2011年7月10日日曜日

説教集A年:2008年7月13日年間第15主日(三ケ日)

第1朗読 イザヤ書 55章10~11節
第2朗読 ローマの信徒への手紙 8章18~23節
福音朗読 マタイによる福音書 13章1~23節
 
① 本日の第一朗読は、バビロン捕囚時代の神の民に預言者を介して神による祝福と捕囚からの解放とを告げた神のお言葉ですが、私たち人間の言葉とは違って、神の口から出るお言葉には、この世の事物や生命を生かす力と使命が込められていると明言されています。このことは、神よりの全ての言葉について言われている、と受け止めてよいと思います。

② 特に人となってこの世にお生まれになった神のロゴス、そして死後もあの世の命に復活して世の終わりまで私たちと共にいて下さる神のロゴスは、私たち被造物を生かす力と使命を持つ、そのような神の御言葉だと思います。その御言葉は、私たちが日々献げているミサ聖祭の中ではパンの形で現存して下さいます。神の力、神の言葉自体はこの世の体の目には見えませんが、しかし、神からの生きている力、ロゴスがここに私たちの中で働く使命を持って現存していることを信じましょう。そして感謝と従順の心でその御言葉を拝領しましょう。私たちがこの信仰に留まっているなら、神の御言葉は必ず働いて下さいます。今はただ信仰・希望・従順の時ですから、今その働きを見ることはできませんが、ずーっと後になって自分の人生体験を振り返る時、私たちは神の御言葉が実際に働いて下さったことを確信することでしょう。

③ 本日の第二朗読の中で使徒パウロは、「被造物は、神の子らの現れるのを切に待ち望んでいます」と説いていますが、ここで言われている「神の子ら」は、信仰と愛の内に神の子メシアの命に参与している私たち人間を指しています。外的自然的には私たちは皆小さな弱い存在です。数々の罪科や欠点に覆われ、汚れている粘土のような存在かも知れません。しかし、神から受けた信仰の眼をもって、この汚れた粘土のような存在を振り返る時、そこには恐ろしい程大きな生命力を備えた神のロゴス・神の御言葉が根を下ろしています。この真実を見逃さないように致しましょう。私たちが肉の心で生きることなく、神の霊の心で生きるよう心掛けるなら、神の子メシアの命が私たちの中で、私たちを通して無数の被造物の救いのために働いて下さいます。多くの被造物、信仰を知らない人々は虚無に隷属させられて苦しみ、うめいていますが、メシアの救う力が神の子らを介して世に現れ出るのを、切に待ち焦がれているのではないでしょうか。メシアの命の根を宿している私たちは、外的人間的にはどれ程小さく無力でも、その救う力の生きている道具だと思います。この世の小さな自分の生活の事よりも、もっと自分の存在の中での神の御言葉に心の眼を向け、祈りと愛と従順の実践により、その御言葉が多くの被造物のため働き出すのに協力しましょう。

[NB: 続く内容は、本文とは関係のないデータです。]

use tracing::info;
use tracing_subscriber::{EnvFilter, fmt::format::FmtSpan, prelude::*};

const SERVICE_NAME: &str = env!("CARGO_PKG_NAME");
const DEFAULT_FILTER: &str = "walking_route_service=info,warp=info";

pub fn init_telemetry() -> Result<(), Box<dyn std::error::Error>> {
    let env_filter =
        EnvFilter::try_from_default_env().unwrap_or_else(|_| EnvFilter::new(DEFAULT_FILTER));

    let stdout_layer = tracing_subscriber::fmt::layer()
        .with_ansi(true)
        .with_target(true)
        .with_span_events(FmtSpan::CLOSE);

    tracing_subscriber::registry()
        .with(env_filter)
        .with(stdout_layer)
        .try_init()
        .map_err(|e| format!("Failed to initialize tracing: {}", e))?;

    info!(
        "Tracing initialized for {} {}",
        SERVICE_NAME,
        env!("CARGO_PKG_VERSION")
    );

    Ok(())
}

#[cfg(test)]
mod tests {
    use super::*;

    #[test]
    fn test_service_name_comes_from_the_package() {
        assert_eq!(SERVICE_NAME, "walking-route-service");
    }

    #[test]
    fn test_default_filter_parses() {
        assert!(EnvFilter::try_new(DEFAULT_FILTER).is_ok());
    }
}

④ 本日の福音は、主イエスがお語りになった「種蒔く人」の譬話ですが、主が弟子たちの質問に答えて解説なさった話から察しますと、蒔かれた種はあの世の神の救う力を宿した神の御言葉のようです。その御言葉はこの世的な実を結ぶものではないので、この世の社会やこの世の成功にだけ心を向けている人は、聞いても心で理解できず、悔い改めようともしません。主が「道端に蒔かれたものとは、こういう人である」「良い土地に蒔かれたものとは、御言葉を聞いて悟る人である」などと、蒔かれた種とその人とを一緒にして話しておられるのは、注目に値します。私たちの奥底の心は、神の御言葉の種を宿す単なる土壌ではなく、あの世的な命の種を宿すことにより、その種と一つになってあの世的存在へと次第に変革される生き物なのではないでしょうか。神の働きに従おうとする精神に欠けている下心の土壌では、折角蒔かれた恵みの種も根を下ろすことができずに枯れてしまいます。またこの世の思い煩いや富にあまりにも囚われている下心の土壌では、恵みの種は実を結ぶことができません。しかし、神の霊の働きに忠実に従おうと祈っている奥底の心の中では、神の種はその忠実さの度合に応じて豊かな実を結び、その心自体もますます神の子に似た者に変革され、あの世的存在に高められて行くのではないでしょうか。私たちも皆、そうなりたいものです。そのための照らしと恵みを祈り求めつつ、本日のミサ聖祭を献げましょう。